## How to complete this task
Write out exactly what each line says, starting with the first line below and ending on the one with "const WATCHER_TICK: Duration".

## Stored data
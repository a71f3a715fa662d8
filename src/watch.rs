//! Watch mode: rebuild and redeploy profiles as sources change
//!
//! Filesystem events from the debounced watcher are pushed into a bounded
//! channel. One coordinator loop resolves each event to the profiles it
//! affects and feeds the [`BuildQueue`], which owns debouncing and
//! single-flight execution.

use crate::build::{BuildOutcome, BuildQueue, Pipeline};
use crate::deploy::{DeployError, DeployReport, Deployer};
use crate::project::Project;
use chrono::Local;
use notify::RecursiveMode;
use notify_debouncer_mini::{new_debouncer, DebounceEventResult, Debouncer};
use std::fs;
use std::future::Future;
use std::path::{Component, Path, PathBuf};
use std::sync::Arc;
use std::time::Duration;
use thiserror::Error;
use tokio::sync::mpsc;
use tracing::{debug, error, info, warn};

/// Quiet period the OS watcher waits before emitting a batch
const WATCHER_TICK: Duration = Duration::from_millis(50);

/// Change events buffered between the watcher thread and the loop
const EVENT_CHANNEL_CAPACITY: usize = 256;

/// Error during watch mode
#[derive(Debug, Error)]
#[non_exhaustive]
pub enum WatchError {
    /// Failed to initialize file watcher
    #[error("Failed to initialize file watcher: {0}")]
    WatcherInit(notify::Error),
    /// Failed to add watch path
    #[error("Failed to watch '{path}': {source}")]
    WatchPath { path: PathBuf, source: notify::Error },
    /// Source directory not found
    #[error("Source directory not found: {}", .0.display())]
    SourceNotFound(PathBuf),
    /// No profiles to watch
    #[error("No profiles to watch")]
    NoProfiles,
}

/// A raw filesystem change.
#[derive(Debug, Clone, PartialEq, Eq)]
pub struct ChangeEvent {
    pub path: PathBuf,
}

impl ChangeEvent {
    pub fn new(path: impl Into<PathBuf>) -> Self {
        Self { path: path.into() }
    }
}

/// Which profiles a change affects.
#[derive(Debug, Clone, PartialEq, Eq)]
pub enum ChangeScope {
    /// Shared tree or loose top-level file: every profile
    Shared,
    /// One profile's override tree
    Profile(String),
    /// Outside every watched root
    Ignored,
}

/// Maps change paths to scopes.
#[derive(Debug, Clone)]
pub struct ScopeResolver {
    shared_root: PathBuf,
    versions_root: PathBuf,
    source_root: PathBuf,
    profiles: Vec<String>,
}

impl ScopeResolver {
    pub fn new(
        shared_root: impl Into<PathBuf>,
        versions_root: impl Into<PathBuf>,
        source_root: impl Into<PathBuf>,
        profiles: Vec<String>,
    ) -> Self {
        Self {
            shared_root: shared_root.into(),
            versions_root: versions_root.into(),
            source_root: source_root.into(),
            profiles,
        }
    }

    /// Resolver over a project's source layout, with canonical roots.
    pub fn for_project(project: &Project, profiles: Vec<String>) -> Self {
        Self::new(
            canonical(&project.shared_dir()),
            canonical(&project.versions_dir()),
            canonical(&project.source_root()),
            profiles,
        )
    }

    /// Profiles being watched.
    pub fn profiles(&self) -> &[String] {
        &self.profiles
    }

    /// Resolve the scope of a change at `path`.
    ///
    /// Paths reported under a symlinked root are retried in canonical form.
    pub fn resolve(&self, path: &Path) -> ChangeScope {
        match self.resolve_lexical(path) {
            ChangeScope::Ignored => match canonical_event_path(path) {
                Some(real) if real != path => self.resolve_lexical(&real),
                _ => ChangeScope::Ignored,
            },
            scope => scope,
        }
    }

    fn resolve_lexical(&self, path: &Path) -> ChangeScope {
        if path.starts_with(&self.shared_root) {
            return ChangeScope::Shared;
        }
        if let Ok(rest) = path.strip_prefix(&self.versions_root) {
            return match rest.components().next() {
                Some(Component::Normal(id)) => {
                    let id = id.to_string_lossy();
                    if self.profiles.iter().any(|p| *p == id) {
                        ChangeScope::Profile(id.into_owned())
                    } else {
                        ChangeScope::Ignored
                    }
                }
                _ => ChangeScope::Ignored,
            };
        }
        // Loose files directly in the source root belong to every profile
        if path.parent() == Some(self.source_root.as_path()) {
            return ChangeScope::Shared;
        }
        ChangeScope::Ignored
    }

    /// Profiles to rebuild for a scope.
    pub fn profiles_for(&self, scope: &ChangeScope) -> Vec<String> {
        match scope {
            ChangeScope::Shared => self.profiles.clone(),
            ChangeScope::Profile(id) => vec![id.clone()],
            ChangeScope::Ignored => Vec::new(),
        }
    }
}

fn canonical(path: &Path) -> PathBuf {
    fs::canonicalize(path).unwrap_or_else(|_| path.to_path_buf())
}

/// Canonical form of a change path; deleted files resolve through their parent.
fn canonical_event_path(path: &Path) -> Option<PathBuf> {
    if let Ok(real) = fs::canonicalize(path) {
        return Some(real);
    }
    let parent = fs::canonicalize(path.parent()?).ok()?;
    Some(parent.join(path.file_name()?))
}

/// Deploys each successful watch rebuild.
#[derive(Debug, Clone)]
pub struct DeployOnChange {
    deployer: Deployer,
    project: Project,
}

impl DeployOnChange {
    pub fn new(project: Project) -> Self {
        let deployer = Deployer::new(project.config().deploy.backup);
        Self { deployer, project }
    }

    /// Deploy the artifact of a finished build.
    pub fn deploy(&self, outcome: &BuildOutcome) -> Result<DeployReport, DeployError> {
        let artifact = match &outcome.artifact {
            Some(artifact) => artifact.path.clone(),
            None => self.project.artifact_path(&outcome.profile_id),
        };
        let target = self.project.deploy_target(&outcome.profile_id);
        self.deployer.deploy(&outcome.profile_id, &artifact, target.as_deref())
    }
}

/// Session tuning.
#[derive(Debug, Clone, Copy)]
pub struct SessionOptions {
    /// Upper bound on waiting for running builds at shutdown
    pub shutdown_timeout: Duration,
}

impl Default for SessionOptions {
    fn default() -> Self {
        Self { shutdown_timeout: Duration::from_secs(30) }
    }
}

/// Counters for one watch session.
#[derive(Debug, Default, Clone, PartialEq, Eq)]
pub struct SessionReport {
    /// Change events received
    pub events: usize,
    /// Build requests issued to the queue
    pub scheduled: usize,
    /// Builds completed
    pub builds: usize,
    /// Builds that failed
    pub failures: usize,
    /// Successful deploys
    pub deploys: usize,
}

enum SessionEvent {
    Change(ChangeEvent),
    Built(BuildOutcome),
    Closed,
    Shutdown,
}

/// Coordinator loop.
///
/// Runs until `shutdown` resolves or the event channel closes. On a closed
/// channel, outstanding builds are finished first. On shutdown, pending
/// timers are cancelled and running builds get `options.shutdown_timeout`
/// to finish.
pub async fn run_session<F>(
    mut events: mpsc::Receiver<ChangeEvent>,
    resolver: &ScopeResolver,
    queue: &mut BuildQueue,
    deploy: Option<DeployOnChange>,
    shutdown: F,
    options: SessionOptions,
) -> SessionReport
where
    F: Future<Output = ()>,
{
    let mut report = SessionReport::default();
    tokio::pin!(shutdown);

    loop {
        let event = tokio::select! {
            _ = &mut shutdown => SessionEvent::Shutdown,
            change = events.recv() => match change {
                Some(change) => SessionEvent::Change(change),
                None => SessionEvent::Closed,
            },
            Some(outcome) = queue.next_completion() => SessionEvent::Built(outcome),
        };

        match event {
            SessionEvent::Change(change) => {
                report.events += 1;
                let scope = resolver.resolve(&change.path);
                let profiles = resolver.profiles_for(&scope);
                debug!(path = %change.path.display(), ?scope, count = profiles.len(), "change resolved");
                for id in profiles {
                    queue.schedule_build(&id);
                    report.scheduled += 1;
                }
            }
            SessionEvent::Built(outcome) => handle_outcome(&mut report, outcome, deploy.as_ref()).await,
            SessionEvent::Closed => {
                debug!("event channel closed, finishing outstanding builds");
                while let Some(outcome) = queue.next_completion().await {
                    handle_outcome(&mut report, outcome, deploy.as_ref()).await;
                }
                return report;
            }
            SessionEvent::Shutdown => break,
        }
    }

    let cancelled = queue.cancel_pending();
    info!(cancelled, running = queue.in_flight(), "shutting down watch session");
    for outcome in queue.drain(options.shutdown_timeout).await {
        handle_outcome(&mut report, outcome, None).await;
    }
    report
}

async fn handle_outcome(report: &mut SessionReport, outcome: BuildOutcome, deploy: Option<&DeployOnChange>) {
    report.builds += 1;
    let stamp = Local::now().format("%H:%M:%S").to_string();

    if !outcome.is_success() {
        report.failures += 1;
        eprintln!(
            "[{}] {} failed: {}",
            stamp,
            outcome.profile_id,
            outcome.error().unwrap_or("unknown error")
        );
        return;
    }

    println!(
        "[{}] {} built in {:?} ({} processed, {} skipped)",
        stamp,
        outcome.profile_id,
        outcome.duration,
        outcome.result.processed.len(),
        outcome.result.skipped.len()
    );

    let Some(hook) = deploy else {
        return;
    };
    let hook = hook.clone();
    let profile_id = outcome.profile_id.clone();
    match tokio::task::spawn_blocking(move || hook.deploy(&outcome)).await {
        Ok(Ok(deployed)) => {
            report.deploys += 1;
            println!("[{}] {} deployed to {}", stamp, profile_id, deployed.target.display());
        }
        Ok(Err(e)) => warn!(profile = %profile_id, error = %e, "deploy failed"),
        Err(e) => error!(profile = %profile_id, error = %e, "deploy task failed"),
    }
}

/// Start the debounced filesystem watcher on `root`.
///
/// Events are forwarded into `tx`; once the receiver is gone they are
/// dropped.
pub fn spawn_watcher(
    root: &Path,
    tx: mpsc::Sender<ChangeEvent>,
) -> Result<Debouncer<notify::RecommendedWatcher>, WatchError> {
    if !root.is_dir() {
        return Err(WatchError::SourceNotFound(root.to_path_buf()));
    }

    let mut debouncer = new_debouncer(WATCHER_TICK, move |result: DebounceEventResult| match result {
        Ok(batch) => {
            for event in batch {
                if tx.blocking_send(ChangeEvent { path: event.path }).is_err() {
                    break;
                }
            }
        }
        Err(e) => warn!(error = ?e, "watch error, continuing"),
    })
    .map_err(WatchError::WatcherInit)?;

    debouncer
        .watcher()
        .watch(root, RecursiveMode::Recursive)
        .map_err(|source| WatchError::WatchPath { path: root.to_path_buf(), source })?;

    Ok(debouncer)
}

/// Options for [`watch`].
#[derive(Debug, Clone, Copy)]
pub struct WatchOptions {
    /// Build debounce window
    pub debounce: Duration,
    /// Deploy after each successful rebuild
    pub deploy: bool,
    /// Upper bound on closing the watcher and draining builds
    pub shutdown_timeout: Duration,
}

impl WatchOptions {
    pub fn from_project(project: &Project) -> Self {
        Self {
            debounce: Duration::from_millis(project.config().watch.debounce_ms),
            deploy: project.config().watch.deploy,
            shutdown_timeout: Duration::from_secs(10),
        }
    }
}

/// Watch the project's sources and rebuild `profiles` until Ctrl+C.
///
/// Every watched profile is built once on startup.
pub async fn watch(pipeline: Pipeline, profiles: Vec<String>, options: WatchOptions) -> Result<SessionReport, WatchError> {
    if profiles.is_empty() {
        return Err(WatchError::NoProfiles);
    }

    let project = pipeline.project().clone();
    let source_root = project.source_root();
    let resolver = ScopeResolver::for_project(&project, profiles);

    let (tx, rx) = mpsc::channel(EVENT_CHANNEL_CAPACITY);
    let debouncer = spawn_watcher(&source_root, tx)?;

    let mut queue = BuildQueue::new(Arc::new(pipeline), options.debounce);
    for id in resolver.profiles() {
        queue.schedule_build(id);
    }
    let deploy = options.deploy.then(|| DeployOnChange::new(project));

    println!(
        "Watching {} for {} profile(s) (Ctrl+C to stop)",
        source_root.display(),
        resolver.profiles().len()
    );

    let shutdown = async {
        if let Err(e) = tokio::signal::ctrl_c().await {
            error!(error = %e, "cannot listen for Ctrl+C");
            std::future::pending::<()>().await;
        }
    };
    let session = SessionOptions { shutdown_timeout: options.shutdown_timeout };
    let report = run_session(rx, &resolver, &mut queue, deploy, shutdown, session).await;

    close_watcher(debouncer, options.shutdown_timeout).await;
    Ok(report)
}

/// Drop the watcher off the event loop, giving up after `timeout`.
async fn close_watcher(debouncer: Debouncer<notify::RecommendedWatcher>, timeout: Duration) {
    let closing = tokio::task::spawn_blocking(move || drop(debouncer));
    match tokio::time::timeout(timeout, closing).await {
        Ok(_) => debug!("watcher closed"),
        Err(_) => warn!(?timeout, "watcher did not close in time, abandoning it"),
    }
}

## Expected output
repository a71f3a715fa662d8
filename src/watch.rs
//! Watch mode: rebuild and redeploy profiles as sources change
//!
//! Filesystem events from the debounced watcher are pushed into a bounded
//! channel. One coordinator loop resolves each event to the profiles it
//! affects and feeds the [`BuildQueue`], which owns debouncing and
//! single-flight execution.

use crate::build::{BuildOutcome, BuildQueue, Pipeline};
use crate::deploy::{DeployError, DeployReport, Deployer};
use crate::project::Project;
use chrono::Local;
use notify::RecursiveMode;
use notify_debouncer_mini::{new_debouncer, DebounceEventResult, Debouncer};
use std::fs;
use std::future::Future;
use std::path::{Component, Path, PathBuf};
use std::sync::Arc;
use std::time::Duration;
use thiserror::Error;
use tokio::sync::mpsc;
use tracing::{debug, error, info, warn};

/// Quiet period the OS watcher waits before emitting a batch
const WATCHER_TICK: Duration = Duration::from_millis(50);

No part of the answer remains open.